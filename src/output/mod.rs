//! Output module for reporting harvest progress
//!
//! This module handles:
//! - Loading frontier and media counts from storage
//! - Printing them for the `stats` command

pub mod stats;

pub use stats::{load_statistics, print_statistics, HarvestStatistics, MediaCounts};
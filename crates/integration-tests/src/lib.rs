//! Integration test support for Pixel Exchange.
//!
//! The actual tests live in `tests/`; they drive the storefront router
//! in-process with `tower::ServiceExt::oneshot`, carrying the session
//! cookie between requests by hand.

#![cfg_attr(not(test), forbid(unsafe_code))]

+-------+

[WHAT IS EXPECTED] For this exercise, retype each entry from above exactly as it stands.

[WRITTEN REPLY]
filename src/output/mod.rs
//! Output module for reporting harvest progress
//!
//! This module handles:
//! - Loading frontier and media counts from storage
//! - Printing them for the `stats` command

pub mod stats;

pub use stats::{load_statistics, print_statistics, HarvestStatistics, MediaCounts};
filename crates/integration-tests/src/lib.rs
//! Integration test support for Pixel Exchange.
//!
//! The actual tests live in `tests/`; they drive the storefront router
//! in-process with `tower::ServiceExt::oneshot`, carrying the session
//! cookie between requests by hand.

#![cfg_attr(not(test), forbid(unsafe_code))]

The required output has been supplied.